2. 実務対応報告公開草案「退職給付制度間の移行等に関する会計処理の取扱いについて(案)」について
  • 秋葉専門研究員より、本件公開草案の内容等の説明がなされ、質疑応答・意見交換が行われた。これは、去る1月31日に公表された企業会計基準適用指針第1号「退職給付制度間の移行等に関する会計処理」に関連して、退職給付制度終了の認識時点等につき、実務対応報告として公表すべく、実務対応専門委員会で検討を行っているものである。

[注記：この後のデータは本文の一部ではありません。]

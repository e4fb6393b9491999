//! SQLite database client implementation.
//!
//! The default tutor backend: a scratch database (in-memory unless configured
//! otherwise) seeded with the tables the lessons refer to.

use crate::config::DatabaseConfig;
use crate::db::{engine_message, ColumnInfo, DatabaseClient, QueryResult, Row, Value};
use crate::error::{Result, TutorError};
use async_trait::async_trait;
use sqlx::sqlite::{SqliteConnectOptions, SqlitePool, SqlitePoolOptions, SqliteRow};
use sqlx::{Column as SqlxColumn, Row as SqlxRow, TypeInfo, ValueRef};
use std::path::Path;
use std::str::FromStr;
use std::sync::{Arc, Mutex};
use std::time::{Duration, Instant};
use tracing::{debug, info, warn};

/// Schema and rows loaded into in-memory databases when no seed file is given.
const BUILTIN_SEED: &str = include_str!("seed.sql");

/// VM instructions between deadline checks.
const PROGRESS_INTERVAL: i32 = 1000;

/// SQLite result code for an interrupted statement.
const SQLITE_INTERRUPT: &str = "9";

/// Deadline for the statement running on the connection.
///
/// Checked by the connection's progress handler; once it has passed the
/// handler returns `false` and SQLite aborts the statement with
/// `SQLITE_INTERRUPT`.
#[derive(Debug, Clone, Default)]
struct Deadline(Arc<Mutex<Option<Instant>>>);

impl Deadline {
    fn set(&self, at: Option<Instant>) {
        *self.0.lock().unwrap_or_else(|e| e.into_inner()) = at;
    }

    fn expired(&self) -> bool {
        self.0
            .lock()
            .unwrap_or_else(|e| e.into_inner())
            .is_some_and(|at| Instant::now() >= at)
    }
}

/// SQLite database client.
#[derive(Debug)]
pub struct SqliteClient {
    pool: SqlitePool,
    deadline: Deadline,
    query_timeout: Duration,
    max_rows: usize,
}

impl SqliteClient {
    /// Opens the database named by `config.url` and applies the seed script.
    ///
    /// The pool holds exactly one connection that is never recycled: for
    /// `sqlite::memory:` every new connection would be a fresh, empty database.
    /// A timed-out statement is interrupted on the connection itself so the
    /// connection is free again for the next query.
    pub async fn connect(config: &DatabaseConfig) -> Result<Self> {
        let options = SqliteConnectOptions::from_str(&config.url)
            .map_err(|e| TutorError::config(format!("Invalid SQLite URL '{}': {e}", config.url)))?
            .create_if_missing(true);

        let deadline = Deadline::default();
        let handler_deadline = deadline.clone();

        let pool = SqlitePoolOptions::new()
            .max_connections(1)
            .min_connections(1)
            .idle_timeout(None)
            .max_lifetime(None)
            .acquire_timeout(Duration::from_secs(10))
            .after_connect(move |conn, _meta| {
                let deadline = handler_deadline.clone();
                Box::pin(async move {
                    let mut handle = conn.lock_handle().await?;
                    handle.set_progress_handler(PROGRESS_INTERVAL, move || !deadline.expired());
                    Ok(())
                })
            })
            .connect_with(options)
            .await
            .map_err(|e| TutorError::connection(format!("Failed to open SQLite database: {e}")))?;

        let client = Self {
            pool,
            deadline,
            query_timeout: Duration::from_secs(config.query_timeout_secs),
            max_rows: config.max_rows,
        };

        match &config.seed {
            Some(path) => client.seed_from_file(path).await?,
            None if is_memory_url(&config.url) => client.seed(BUILTIN_SEED).await?,
            None => debug!("No seed script configured for {}", config.url),
        }

        Ok(client)
    }

    /// Runs a multi-statement seed script.
    pub async fn seed(&self, script: &str) -> Result<()> {
        self.deadline.set(None);
        sqlx::raw_sql(script)
            .execute(&self.pool)
            .await
            .map_err(|e| TutorError::connection(format!("Failed to seed database: {e}")))?;
        info!("Seeded tutorial database");
        Ok(())
    }

    async fn seed_from_file(&self, path: &Path) -> Result<()> {
        let script = std::fs::read_to_string(path).map_err(|e| {
            TutorError::config(format!("Failed to read seed file {}: {e}", path.display()))
        })?;
        self.seed(&script).await
    }
}

#[async_trait]
impl DatabaseClient for SqliteClient {
    async fn execute_query(&self, sql: &str) -> Result<QueryResult> {
        let mut conn = self
            .pool
            .acquire()
            .await
            .map_err(|e| TutorError::execution(engine_message(&e)))?;

        let start = Instant::now();
        // Left armed if this future is dropped mid-query, so an abandoned
        // statement still stops at its deadline.
        self.deadline.set(Some(start + self.query_timeout));
        let fetched = sqlx::query(sql).fetch_all(&mut *conn).await;
        self.deadline.set(None);

        let result = match fetched {
            Ok(rows) => rows,
            Err(e) if is_interrupt(&e) => {
                warn!("Query interrupted after {:?}", start.elapsed());
                return Err(TutorError::execution(format!(
                    "Query timed out after {} seconds",
                    self.query_timeout.as_secs()
                )));
            }
            Err(e) => return Err(TutorError::execution(engine_message(&e))),
        };

        let execution_time = start.elapsed();

        let columns: Vec<ColumnInfo> = result
            .first()
            .map(|row| {
                row.columns()
                    .iter()
                    .map(|col| ColumnInfo::new(col.name(), col.type_info().name()))
                    .collect()
            })
            .unwrap_or_default();

        let total_rows = result.len();
        let was_truncated = total_rows > self.max_rows;
        if was_truncated {
            warn!(
                "Query returned {} rows, truncating to {} rows",
                total_rows, self.max_rows
            );
        }

        let rows: Vec<Row> = result
            .iter()
            .take(self.max_rows)
            .map(convert_row)
            .collect();
        let row_count = rows.len();

        Ok(QueryResult {
            columns,
            rows,
            execution_time,
            row_count,
            total_rows,
            was_truncated,
        })
    }

    async fn close(&self) -> Result<()> {
        self.pool.close().await;
        Ok(())
    }
}

fn is_interrupt(error: &sqlx::Error) -> bool {
    error.as_database_error().is_some_and(|e| {
        e.code().is_some_and(|code| code == SQLITE_INTERRUPT) || e.message() == "interrupted"
    })
}

fn is_memory_url(url: &str) -> bool {
    url.contains(":memory:") || url.contains("mode=memory")
}

/// Converts a sqlx SqliteRow to our Row type.
fn convert_row(row: &SqliteRow) -> Row {
    (0..row.len()).map(|i| convert_value(row, i)).collect()
}

/// Decodes one cell by the storage class of the stored value.
fn convert_value(row: &SqliteRow, index: usize) -> Value {
    let storage_class = match row.try_get_raw(index) {
        Ok(raw) if raw.is_null() => return Value::Null,
        Ok(raw) => raw.type_info().name().to_uppercase(),
        Err(_) => return Value::Null,
    };

    let decoded = match storage_class.as_str() {
        "INTEGER" | "INT" | "BIGINT" => row.try_get::<i64, _>(index).map(Value::Int),
        "BOOLEAN" => row.try_get::<bool, _>(index).map(Value::Bool),
        "REAL" | "FLOAT" | "DOUBLE" | "NUMERIC" => row.try_get::<f64, _>(index).map(Value::Float),
        "BLOB" => row.try_get::<Vec<u8>, _>(index).map(Value::Bytes),
        _ => row.try_get::<String, _>(index).map(Value::String),
    };

    decoded
        .or_else(|_| row.try_get::<String, _>(index).map(Value::String))
        .unwrap_or(Value::Null)
}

  • 審議の後、採決が行われ、細かい字句等の修正に関しては委員長に一任の上、公開草案の公表並びにその公表期限を3月18日までとすることについて、出席委員11名全員の賛成により承認された。
  • 同公開草案の内容については、実務対応報告公開草案第2号「退職給付制度間の移行等の会計処理に関する実務上の取扱い(案)」の公表をご参照いただきたい。

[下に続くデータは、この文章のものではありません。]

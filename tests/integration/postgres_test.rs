//! PostgreSQL adapter tests.
//!
//! Skipped unless DATABASE_URL is set to a postgres:// URL.

use std::sync::Arc;

use sql_tutor::app::Tutor;
use sql_tutor::config::DatabaseConfig;
use sql_tutor::content::ContentStore;
use sql_tutor::db::{DatabaseClient, PostgresClient, Value};
use sql_tutor::policy::KeywordBlocklist;

fn postgres_config() -> Option<DatabaseConfig> {
    let url = std::env::var("DATABASE_URL").ok()?;
    if !url.starts_with("postgres") {
        return None;
    }
    Some(DatabaseConfig {
        url,
        ..DatabaseConfig::default()
    })
}

#[tokio::test]
async fn test_execute_simple_select() {
    let Some(config) = postgres_config() else {
        eprintln!("Skipping test: DATABASE_URL not set");
        return;
    };
    let client = PostgresClient::connect(&config).await.unwrap();

    let result = client
        .execute_query("SELECT 1::int8 AS num, 'hello' AS greeting")
        .await
        .unwrap();

    assert_eq!(result.column_names(), vec!["num", "greeting"]);
    assert_eq!(result.rows[0], vec![Value::Int(1), Value::from("hello")]);

    client.close().await.unwrap();
}

#[tokio::test]
async fn test_engine_message_passes_through() {
    let Some(config) = postgres_config() else {
        eprintln!("Skipping test: DATABASE_URL not set");
        return;
    };
    let db = Arc::new(PostgresClient::connect(&config).await.unwrap());
    let tutor = Tutor::new(ContentStore::builtin().unwrap(), db, Box::new(KeywordBlocklist));

    let outcome = tutor.try_query("SELECT * FROM definitely_missing_table").await;

    assert!(!outcome.success);
    assert!(outcome
        .error
        .unwrap()
        .contains("relation \"definitely_missing_table\" does not exist"));

    tutor.shutdown().await.unwrap();
}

  • 本件審議に際しての各委員よりの主な発言は以下の通り。
    「併せ給付で終了損益を計上する場合、その部分に対応する権利義務というのは新たに発生した退職給付制度における年金資産と退職給付債務ということになるが、これについては当然何らかの注記をする必要がある。」
    「退職給付制度間の移行又は制度の改訂に際して引当金に類する処理を要するという規定は、期末までに退職給付制度の廃止を決定するが、実際の打ち切り日が翌期に来るケースであるということをもう少しはっきりさせたほうがいい。」
    「基本的には退職給付会計というのはP/Lを決める会計だと理解している。退職給付費用の測定は通常のケースは期首に決まって1年間変わらないという考え方であるが、改訂日と施行日でかなり費用構成が変わってしまうから、費用の計上基準は変えるのだろうと思うが、おそらく改訂とか終了とかいうのは、実務指針の中でもカバーされていない。例えば施行日が決算日後に到来した時に、その年度の退職給付費用はどのように計上するかというような問題があるのではないか。」
    「厚生年金基金の代行返上は、終了に含まれるという理解でよいか。」
    「この草案では、認可日が非常に重要な意味を持っている。確かにそこが計算の基準になるからであるが、実際の厚生年金基金の運用の実態からすると、規程の改訂についての労使合意が当期中に終了し、その後申請が行われたが、法律上の認可が例えば翌期の監査終了前に終わっているといったような状況が整えば、引当金に類する処理の要件を満たすと考えられるのではないか。代行返上に関しては認可の日をもってできるとされたが、実際は労使合意の時点で認可が下りることを織り込んで計算しているから、現場の感覚からすると実質的な観点で考えるべきだと思う。元々加算部分というのは社会保障なのに企業が事実上運営母体としての責任を負っているとしてB/Sに載せるという会計基準ができたのだから、それと同じように実質的な観点で考えるべきではないか。」
    「企業買収あるいは再編の過程で、被買収側の労働関係債務を削減するという計画の下にその対価が決められるのが実態だろう。従って、企業結合会計はまだ検討中の段階ではあるが、そこでパーチェス法において計上すべき負債とされるものの中に、ここで我々が議論している退職給付関連の引当金等がどのように規定されるのか。引当金の計上要件というのは、本来的には同じ次元だとはと思うが、一寸悩ましい問題が絡んでいるという意識を持っている。」
    「ディスクロージャー(注記)について、確定拠出年金の費用は退職給付費用として定義するとされているが、これは今回の年金法によって定義されているものだけをいっているのか。そうではなくて中小企業の共済制度の拠出金とかそういうものに関する費用等も退職給付費用の中に含めることまで含意されているのか。」